How did a Dynamo Kyiv freak like me get roped into caring about the Premiership? Oh, I know, it’s because of a man. When the Master died on the season finale of “Doctor Who” this year, he wiggled his eyebrows and said “always the women.”
In my case, it’s always the men.
The problem with the Premiership is that it’s an addiction. It’s also, as your snobbish friends will tell you, so very unbecoming. Football is all about sweaty sexists and their WAGs (themselves a sexist phenomenon – although whether or not WAGs are victims or villains is continuously up for debate). And the beauty of it is, supposedly, a shallow and sexualized kind of beauty (Ahmadinejad and the indefatigable Ann Althouse can do a roundtable on whether or not the curved trajectory of the ball resembles the curve of a woman’s breast, yummmmm). And sexualized is bad, bad, bad – only girls with frilly knickers and equally frilly brains go for sexualized, or so I’m constantly told.
Every year, I have to “come out” as a football fan. Specifically as a Premiership fan, since no one expects it. Ukrainian football often gets a free pass for being poor and exotic and, for some bizarre reason, well-meaning people think it has to be vaguely political as well. But rooting for Chelsea means rooting for the oppressor.
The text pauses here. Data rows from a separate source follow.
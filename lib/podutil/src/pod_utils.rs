/*
Copyright 2024 The Kubernetes Authors.

Licensed under the Apache License, Version 2.0 (the "License");
you may not use this file except in compliance with the License.
You may obtain a copy of the License at

    http://www.apache.org/licenses/LICENSE-2.0

Unless required by applicable law or agreed to in writing, software
distributed under the License is distributed on an "AS IS" BASIS,
WITHOUT WARRANTIES OR CONDITIONS OF ANY KIND, either express or implied.
See the License for the specific language governing permissions and
limitations under the License.
*/

use crate::{condition_utils::*, consts::*, types::PodPhase, Result};

use chrono::Duration;
use k8s_openapi::api::core::v1::Pod;
use k8s_openapi::apimachinery::pkg::apis::meta::v1 as metav1;

/// Returns the names of the provided pods, in order. A pod without a name yields an empty string.
pub fn get_pod_names<'a, I>(pods: I) -> Vec<String>
where
    I: IntoIterator<Item = &'a Pod>,
{
    pods.into_iter()
        .map(|pod| pod.metadata.name.clone().unwrap_or_default())
        .collect()
}

fn phase(pod: &Pod) -> Option<&str> {
    pod.status.as_ref()?.phase.as_deref()
}

/// Returns the typed phase of the pod, or None if the pod has not reported one yet.
pub fn get_pod_phase(pod: &Pod) -> Result<Option<PodPhase>> {
    phase(pod).map(|phase| phase.parse()).transpose()
}

/// Returns true if the timestamp is the zero instant, which the API uses for "unset".
pub fn is_zero_time(time: &metav1::Time) -> bool {
    time.0.timestamp() == ZERO_TIME_UNIX_SECONDS && time.0.timestamp_subsec_nanos() == 0
}

/// Returns true if the pod has been marked for deletion.
pub fn is_pod_terminating(pod: &Pod) -> bool {
    pod.metadata
        .deletion_timestamp
        .as_ref()
        .is_some_and(|ts| !is_zero_time(ts))
}

/// Returns true if the pod is in the Running phase and is not being deleted.
pub fn is_pod_running(pod: &Pod) -> bool {
    !is_pod_terminating(pod) && phase(pod) == Some(POD_RUNNING)
}

/// Returns true if the pod has neither terminated nor been marked for deletion.
pub fn is_pod_active(pod: &Pod) -> bool {
    !is_pod_terminal(pod) && !is_pod_terminating(pod)
}

/// Returns true if the pod is in the Succeeded or Failed phase.
pub fn is_pod_terminal(pod: &Pod) -> bool {
    matches!(phase(pod), Some(POD_SUCCEEDED | POD_FAILED))
}

/// Returns true if the pod's Ready condition is True.
pub fn is_pod_ready(pod: &Pod) -> bool {
    pod.status
        .as_ref()
        .is_some_and(is_pod_ready_condition_true)
}

/// Returns true if the pod is ready and has been ready for at least `min_ready_seconds` at `now`.
///
/// With `min_ready_seconds == 0` this is the same as [`is_pod_ready`]. Otherwise the Ready
/// condition must carry a non-zero last transition time.
pub fn is_pod_available(pod: &Pod, min_ready_seconds: i32, now: &metav1::Time) -> bool {
    if !is_pod_ready(pod) {
        return false;
    }
    if min_ready_seconds == 0 {
        return true;
    }

    let Some(ready) = pod.status.as_ref().and_then(get_pod_ready_condition) else {
        return false;
    };
    match &ready.last_transition_time {
        Some(ts) if !is_zero_time(ts) => ts
            .0
            .checked_add_signed(Duration::seconds(i64::from(min_ready_seconds)))
            .is_some_and(|ready_since| ready_since < now.0),
        _ => false,
    }
}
Not to mention the fact that fellow fans treat Chelsea like the Yankees (I did have a Manchester fan admit to me once, in a pub and after a copious amount of drinks, no less, that “Chelsea deserved it after all these years” – although perhaps I was getting another free pass, this time because I’m female).
My main problem this year has to do with the fact that Lampard suddenly looks way too much than my boyfriend’s younger brother, making me feel like a total creep.